Under the agreement, BG will supply state-owned Gujarat
State Petroleum Corp., or GSPC, with up to 2.5 million
metric tpy of LNG, concluding an initial agreement announced in
September 2011. Analysts estimate the 20-year contract could be
worth around $20 billion.
The deal highlights BG's drive to focus on the exploration and production and LNG
shipping and marketing side of its business as it exits
transmission and distribution, regasification and power
generation. The company has already divested some of those
assets, including last year's sale of its stake in Brazilian
gas distributor Comgas.
The deal also underscores the growing significance to major
energy suppliers of India, where the International
Energy Agency sees natural
gas demand almost tripling to 178 billion cubic meters by
2025 from 64 bcm in 2010 under its base case scenario.
"We have been active in India for more than 15 years and it
is a large and important market that we understand well. We
expect the country to lie third among LNG
importing countries by 2025, behind Japan and China," said BG
chief executive Chris Finlayson.
Earlier this week, BG confirmed the natural
gas resource and production potential in one of its
offshore Tanzania fields and is in the process of selecting a
site for an onshore LNG
facility to export the gas.
Analysts say that East African countries such as Tanzania
and Mozambique, locations of major recent gas discoveries, are
well placed to serve growing energy demand in India, which is
already ramping up LNG imports as demand from the power
generation and other sectors outstrips domestic production.

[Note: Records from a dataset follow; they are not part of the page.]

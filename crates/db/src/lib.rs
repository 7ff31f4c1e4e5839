//! Database layer for kyc-vault.
//!
//! Entities, migrations and repositories for the KYC submission and
//! document tables, plus the user verification columns.

pub mod entities;
pub mod migrations;
pub mod repositories;
pub mod test_utils;

use kyc_common::{AppError, Config};
use sea_orm::{ConnectOptions, Database, DatabaseConnection};
use std::time::Duration;
use tracing::log::LevelFilter;

/// Initialize database connection.
pub async fn init(config: &Config) -> Result<DatabaseConnection, AppError> {
    let mut opt = ConnectOptions::new(&config.database.url);

    opt.max_connections(config.database.max_connections)
        .min_connections(config.database.min_connections)
        .connect_timeout(Duration::from_secs(10))
        .acquire_timeout(Duration::from_secs(10))
        .idle_timeout(Duration::from_secs(600))
        .max_lifetime(Duration::from_secs(1800))
        .sqlx_logging(true)
        .sqlx_logging_level(LevelFilter::Debug);

    Database::connect(opt)
        .await
        .map_err(|e| AppError::Database(e.to_string()))
}

/// Run pending migrations.
pub async fn migrate(db: &DatabaseConnection) -> Result<(), AppError> {
    use sea_orm_migration::MigratorTrait;
    migrations::Migrator::up(db, None)
        .await
        .map_err(|e| AppError::Database(e.to_string()))
}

Suppliers are already battling for the contracts with India.
Last October, GAIL (India) clinched a 20-year deal to buy LNG
from the Singapore unit of Russia's state-owned gas giant OAO
India currently imports about a quarter of its gas
requirements. But if gas
production doesn't increase faster, India may have to import as much as
half its needs within a few years, analysts say. Indeed,
several gas-fired power plants are already shuttered or
operating below capacity due to a shortage of gas.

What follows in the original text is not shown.